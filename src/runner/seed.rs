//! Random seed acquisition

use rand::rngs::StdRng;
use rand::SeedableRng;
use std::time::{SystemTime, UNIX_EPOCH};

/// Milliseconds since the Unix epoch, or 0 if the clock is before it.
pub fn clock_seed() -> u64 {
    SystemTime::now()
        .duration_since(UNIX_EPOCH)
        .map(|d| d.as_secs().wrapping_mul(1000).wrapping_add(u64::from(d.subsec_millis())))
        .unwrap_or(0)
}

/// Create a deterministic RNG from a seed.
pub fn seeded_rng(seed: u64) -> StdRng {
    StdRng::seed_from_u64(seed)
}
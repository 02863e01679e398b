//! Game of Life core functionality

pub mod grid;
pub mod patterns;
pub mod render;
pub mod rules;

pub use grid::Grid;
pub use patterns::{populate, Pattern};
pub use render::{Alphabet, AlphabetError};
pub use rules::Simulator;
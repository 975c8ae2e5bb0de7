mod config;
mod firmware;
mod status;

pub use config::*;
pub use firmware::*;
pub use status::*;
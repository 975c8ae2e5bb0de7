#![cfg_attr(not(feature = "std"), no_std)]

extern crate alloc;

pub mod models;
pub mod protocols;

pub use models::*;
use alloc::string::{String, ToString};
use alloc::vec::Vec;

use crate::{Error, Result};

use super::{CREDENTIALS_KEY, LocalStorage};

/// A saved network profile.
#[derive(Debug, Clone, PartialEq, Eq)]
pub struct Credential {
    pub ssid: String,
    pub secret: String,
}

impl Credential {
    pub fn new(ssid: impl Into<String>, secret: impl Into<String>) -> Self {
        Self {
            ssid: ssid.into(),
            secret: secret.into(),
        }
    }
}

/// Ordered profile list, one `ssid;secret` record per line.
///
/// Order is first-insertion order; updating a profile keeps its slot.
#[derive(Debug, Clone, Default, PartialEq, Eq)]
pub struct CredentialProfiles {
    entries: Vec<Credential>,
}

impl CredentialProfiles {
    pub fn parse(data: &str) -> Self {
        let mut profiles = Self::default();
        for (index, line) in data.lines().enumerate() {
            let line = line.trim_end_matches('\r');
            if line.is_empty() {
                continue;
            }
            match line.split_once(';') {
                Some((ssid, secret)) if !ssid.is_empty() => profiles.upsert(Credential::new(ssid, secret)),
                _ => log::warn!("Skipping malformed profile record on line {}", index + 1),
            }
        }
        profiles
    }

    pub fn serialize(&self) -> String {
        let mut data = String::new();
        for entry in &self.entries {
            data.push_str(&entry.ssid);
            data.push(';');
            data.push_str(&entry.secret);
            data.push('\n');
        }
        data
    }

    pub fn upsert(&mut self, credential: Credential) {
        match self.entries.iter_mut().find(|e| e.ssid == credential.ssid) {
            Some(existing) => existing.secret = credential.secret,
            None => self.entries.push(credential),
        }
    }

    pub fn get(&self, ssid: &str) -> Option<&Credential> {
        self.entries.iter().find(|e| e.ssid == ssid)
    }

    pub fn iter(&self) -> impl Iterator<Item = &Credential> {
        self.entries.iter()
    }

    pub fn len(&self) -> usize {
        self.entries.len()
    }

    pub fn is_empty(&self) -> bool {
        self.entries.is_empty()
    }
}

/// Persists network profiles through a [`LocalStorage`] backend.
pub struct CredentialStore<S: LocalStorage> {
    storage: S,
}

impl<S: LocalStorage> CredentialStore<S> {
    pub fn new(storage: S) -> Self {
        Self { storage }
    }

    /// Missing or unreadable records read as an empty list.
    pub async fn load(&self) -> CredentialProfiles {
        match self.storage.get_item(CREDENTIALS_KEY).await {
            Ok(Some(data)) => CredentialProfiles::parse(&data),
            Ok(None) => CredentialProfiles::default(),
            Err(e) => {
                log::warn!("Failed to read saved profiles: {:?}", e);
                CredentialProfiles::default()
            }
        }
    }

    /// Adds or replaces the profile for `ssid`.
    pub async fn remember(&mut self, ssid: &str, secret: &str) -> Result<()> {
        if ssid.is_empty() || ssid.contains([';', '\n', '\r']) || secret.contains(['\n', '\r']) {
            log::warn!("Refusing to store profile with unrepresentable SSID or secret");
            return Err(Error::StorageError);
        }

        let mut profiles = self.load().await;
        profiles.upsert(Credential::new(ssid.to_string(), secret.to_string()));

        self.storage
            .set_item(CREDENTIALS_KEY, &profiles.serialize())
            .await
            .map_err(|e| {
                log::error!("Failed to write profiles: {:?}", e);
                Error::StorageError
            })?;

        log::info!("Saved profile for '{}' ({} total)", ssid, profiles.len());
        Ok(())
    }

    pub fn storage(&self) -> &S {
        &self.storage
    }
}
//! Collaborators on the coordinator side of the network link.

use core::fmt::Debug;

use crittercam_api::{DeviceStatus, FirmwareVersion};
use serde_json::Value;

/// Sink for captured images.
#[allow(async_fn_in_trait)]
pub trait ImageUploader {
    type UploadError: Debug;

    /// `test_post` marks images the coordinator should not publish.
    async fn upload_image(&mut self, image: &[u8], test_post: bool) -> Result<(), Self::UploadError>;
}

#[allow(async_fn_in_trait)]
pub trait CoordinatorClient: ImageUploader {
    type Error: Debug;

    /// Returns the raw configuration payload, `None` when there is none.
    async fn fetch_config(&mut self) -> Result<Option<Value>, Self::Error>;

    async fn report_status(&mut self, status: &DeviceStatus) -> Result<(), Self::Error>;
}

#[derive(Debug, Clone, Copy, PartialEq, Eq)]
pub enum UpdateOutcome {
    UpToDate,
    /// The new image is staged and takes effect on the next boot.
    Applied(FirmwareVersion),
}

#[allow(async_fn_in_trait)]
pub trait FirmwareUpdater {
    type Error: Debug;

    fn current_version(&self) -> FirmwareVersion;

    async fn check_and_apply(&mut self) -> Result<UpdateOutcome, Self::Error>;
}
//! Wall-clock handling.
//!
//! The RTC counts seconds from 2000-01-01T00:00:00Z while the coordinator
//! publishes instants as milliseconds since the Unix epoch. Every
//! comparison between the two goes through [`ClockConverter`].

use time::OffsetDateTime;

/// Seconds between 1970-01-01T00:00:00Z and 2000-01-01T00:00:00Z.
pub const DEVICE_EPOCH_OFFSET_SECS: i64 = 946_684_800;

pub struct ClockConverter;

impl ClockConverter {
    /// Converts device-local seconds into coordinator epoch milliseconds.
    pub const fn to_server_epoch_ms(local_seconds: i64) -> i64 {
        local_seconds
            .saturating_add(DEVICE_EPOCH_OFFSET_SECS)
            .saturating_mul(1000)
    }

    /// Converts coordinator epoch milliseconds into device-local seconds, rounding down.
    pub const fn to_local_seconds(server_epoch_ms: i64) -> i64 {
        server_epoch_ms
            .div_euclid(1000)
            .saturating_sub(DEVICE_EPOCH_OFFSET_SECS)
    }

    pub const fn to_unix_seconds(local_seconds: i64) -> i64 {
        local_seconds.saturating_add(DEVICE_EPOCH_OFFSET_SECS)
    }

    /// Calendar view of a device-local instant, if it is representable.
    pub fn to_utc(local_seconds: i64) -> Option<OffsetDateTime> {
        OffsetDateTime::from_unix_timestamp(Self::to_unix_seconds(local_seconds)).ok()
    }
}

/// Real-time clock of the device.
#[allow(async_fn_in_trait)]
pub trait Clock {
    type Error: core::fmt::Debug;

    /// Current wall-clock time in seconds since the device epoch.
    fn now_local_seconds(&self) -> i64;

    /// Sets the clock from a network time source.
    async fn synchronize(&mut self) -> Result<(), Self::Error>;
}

※ ※ ※

*Action item:*
Beginning with the line that has "the device epoch.", set down each line through the last one above, exactly, and nothing else.

*Solution for this task:*
    /// Current wall-clock time in seconds since the device epoch.
    fn now_local_seconds(&self) -> i64;

    /// Sets the clock from a network time source.
    async fn synchronize(&mut self) -> Result<(), Self::Error>;
}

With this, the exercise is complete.